The paper concludes that the ANM is a valuable tool for studying the anisotropy of fluctuation dynamics in proteins. It provides a more detailed understanding of the directional preferences of protein motions, which is essential for understanding the mechanisms of biological functions. The ANM is particularly useful for studying the collective motions of proteins, as it allows for the calculation of directional fluctuations and provides a 3D description of the internal modes of motion. The study highlights the importance of considering directional preferences in protein dynamics, as they play a crucial role in the function and stability of proteins.This paper presents an analysis of the anisotropy of fluctuation dynamics in proteins using an elastic network model (ENM). The study builds upon the Gaussian network model (GNM), which has been successful in describing the vibrational dynamics of proteins. The GNM assumes that fluctuations are isotropic, but the authors extend this model to account for directional preferences in protein motions, introducing the anisotropic network model (ANM). The ANM allows for the calculation of directional fluctuations, which are crucial for understanding biological functions and mechanisms.

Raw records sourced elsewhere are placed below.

//! Node repair: cut references to filtered-out nodes.
//!
//! A kept node may still name removed nodes in its `downstream_nodes` (simply
//! dropped) or its `upstream_nodes` (dropped, and the input channels fed by
//! them are reported so a caller can reconnect those inputs).

use std::borrow::Cow;
use std::collections::{BTreeMap, HashSet};

use partial_run_ir::{Channel, PipelineNode};

use crate::index::NodeIndex;

/// Removed producer id to the channels of kept nodes that named it.
///
/// Each list is in node-then-channel order.
pub type OrphanedChannels = BTreeMap<String, Vec<Channel>>;

/// Drop `downstream_nodes` entries that were filtered out.
///
/// Returns the input unchanged (borrowed) when nothing was removed.
pub fn remove_dangling_downstream_nodes<'a>(
    mut node: Cow<'a, PipelineNode>,
    kept: &NodeIndex<'_>,
) -> Cow<'a, PipelineNode> {
    if node.downstream_nodes.iter().all(|id| kept.contains(id)) {
        return node;
    }
    node.to_mut().downstream_nodes.retain(|id| kept.contains(id));
    node
}

/// Drop `upstream_nodes` entries that were filtered out and collect the
/// channels that depended on them.
pub fn handle_missing_inputs<'a>(
    mut node: Cow<'a, PipelineNode>,
    kept: &NodeIndex<'_>,
) -> (Cow<'a, PipelineNode>, OrphanedChannels) {
    if node.upstream_nodes.iter().all(|id| kept.contains(id)) {
        return (node, OrphanedChannels::new());
    }

    let mut orphans = OrphanedChannels::new();
    {
        let removed: HashSet<&str> = node
            .upstream_nodes
            .iter()
            .map(String::as_str)
            .filter(|id| !kept.contains(id))
            .collect();
        for channel in node.channels().filter(|c| removed.contains(c.producer_id())) {
            orphans
                .entry(channel.producer_id().to_string())
                .or_default()
                .push(channel.clone());
        }
    }

    node.to_mut().upstream_nodes.retain(|id| kept.contains(id));
    (node, orphans)
}

/// Repair every kept node, in order, and merge the orphaned channels.
pub fn fix_nodes<'a>(kept: &NodeIndex<'a>) -> (Vec<Cow<'a, PipelineNode>>, OrphanedChannels) {
    let mut fixed = Vec::with_capacity(kept.len());
    let mut merged = OrphanedChannels::new();
    for node in kept.nodes() {
        let node = remove_dangling_downstream_nodes(Cow::Borrowed(node), kept);
        let (node, orphans) = handle_missing_inputs(node, kept);
        for (producer, channels) in orphans {
            merged.entry(producer).or_default().extend(channels);
        }
        if let Cow::Owned(ref n) = node {
            tracing::debug!(node = %n.id(), "rewrote node references");
        }
        fixed.push(node);
    }
    (fixed, merged)
}

#[cfg(test)]
mod tests {
    use super::*;
    use partial_run_ir::{ExecutionMode, InputSpec, Pipeline};

    fn pipeline() -> Pipeline {
        Pipeline::new(
            "p",
            ExecutionMode::Sync,
            vec![
                PipelineNode::new("a", &[], &["b", "c"]),
                PipelineNode::new("b", &["a"], &["c"]).with_input(
                    "examples",
                    InputSpec::new(vec![Channel::from_producer("a", "examples")]),
                ),
                PipelineNode::new("c", &["a", "b"], &[])
                    .with_input(
                        "examples",
                        InputSpec::new(vec![Channel::from_producer("a", "examples")]),
                    )
                    .with_input(
                        "model",
                        InputSpec::new(vec![
                            Channel::from_producer("b", "model"),
                            Channel::from_producer("a", "schema"),
                        ]),
                    ),
            ],
        )
    }

    #[test]
    fn untouched_node_is_borrowed() {
        let p = pipeline();
        let index = NodeIndex::build(&p);
        let node = remove_dangling_downstream_nodes(Cow::Borrowed(index.get("a").unwrap()), &index);
        assert!(matches!(node, Cow::Borrowed(_)));
        let (node, orphans) = handle_missing_inputs(node, &index);
        assert!(matches!(node, Cow::Borrowed(_)));
        assert!(orphans.is_empty());
    }

    #[test]
    fn dangling_downstream_removed_in_order() {
        let p = pipeline();
        let index = NodeIndex::build(&p);
        let kept = index.retain(|id| id != "b");
        let node = remove_dangling_downstream_nodes(Cow::Borrowed(index.get("a").unwrap()), &kept);
        assert!(matches!(node, Cow::Owned(_)));
        assert_eq!(node.downstream_nodes, vec!["c"]);
        // the input is left as it was
        assert_eq!(p.node("a").unwrap().downstream_nodes, vec!["b", "c"]);
    }

    #[test]
    fn missing_inputs_reported_by_producer() {
        let p = pipeline();
        let index = NodeIndex::build(&p);
        let kept = index.retain(|id| id != "a");
        let (node, orphans) = handle_missing_inputs(Cow::Borrowed(index.get("c").unwrap()), &kept);
        assert_eq!(node.upstream_nodes, vec!["b"]);
        assert_eq!(orphans.len(), 1);
        let keys: Vec<_> = orphans["a"].iter().map(|c| c.output_key.as_deref().unwrap()).collect();
        // input-name order, then channel order
        assert_eq!(keys, vec!["examples", "schema"]);
    }

    #[test]
    fn channels_from_kept_producers_not_reported() {
        let p = pipeline();
        let index = NodeIndex::build(&p);
        let kept = index.retain(|id| id != "a");
        let (_, orphans) = handle_missing_inputs(Cow::Borrowed(index.get("c").unwrap()), &kept);
        assert!(!orphans.contains_key("b"));
    }

    #[test]
    fn fix_nodes_merges_across_consumers() {
        let p = pipeline();
        let index = NodeIndex::build(&p);
        let kept = index.retain(|id| id != "a");
        let (fixed, orphans) = fix_nodes(&kept);

        let ids: Vec<_> = fixed.iter().map(|n| n.id()).collect();
        assert_eq!(ids, vec!["b", "c"]);
        assert!(fixed[0].upstream_nodes.is_empty());

        let from_a: Vec<_> = orphans["a"].iter().map(|c| c.output_key.as_deref().unwrap()).collect();
        // b's channel first, then c's channels
        assert_eq!(from_a, vec!["examples", "examples", "schema"]);
    }

    #[test]
    fn fix_nodes_identity_borrows_everything() {
        let p = pipeline();
        let index = NodeIndex::build(&p);
        let (fixed, orphans) = fix_nodes(&index);
        assert!(fixed.iter().all(|n| matches!(n, Cow::Borrowed(_))));
        assert!(orphans.is_empty());
    }

    #[test]
    fn removed_upstream_without_channels_still_cut() {
        let p = Pipeline::new(
            "p",
            ExecutionMode::Sync,
            vec![
                PipelineNode::new("a", &[], &["b"]),
                PipelineNode::new("b", &["a"], &[]),
            ],
        );
        let index = NodeIndex::build(&p);
        let kept = index.retain(|id| id == "b");
        let (fixed, orphans) = fix_nodes(&kept);
        assert!(fixed[0].upstream_nodes.is_empty());
        assert!(orphans.is_empty());
    }
}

The study applies the ANM to retinol-binding protein (RBP), a β-barrel protein, to investigate the anisotropy of its fluctuations. The results show that the most flexible regions of RBP are located near the entrance of the ligand-binding site and in the region that interacts with its carrier protein. These findings are consistent with experimental data on B-factors and NMR relaxation measurements.
The ANM is based on the concept of a network of residues connected by springs, with the force constants determined by the distance between residues. The model accounts for the directional nature of fluctuations by considering the interactions between residues in three-dimensional space. The ANM provides a more accurate description of protein dynamics compared to the GNM, as it allows for the calculation of directional fluctuations and provides a 3D description of the internal modes of motion.
The study also compares the results of the ANM with those from molecular dynamics (MD) simulations and normal mode analysis (NMA). The results show that the ANM accurately predicts the vibrational frequencies and the amplitudes of fluctuations in proteins. The ANM is particularly useful for studying large proteins and their complexes, as it is computationally efficient and provides insights into the collective motions of proteins.
The paper concludes that the ANM is a valuable tool for studying the anisotropy of fluctuation dynamics in proteins. It provides a more detailed understanding of the directional preferences of protein motions, which is essential for understanding the mechanisms of biological functions. The ANM is particularly useful for studying the collective motions of proteins, as it allows for the calculation of directional fluctuations and provides a 3D description of the internal modes of motion. The study highlights the importance of considering directional preferences in protein dynamics, as they play a crucial role in the function and stability of proteins.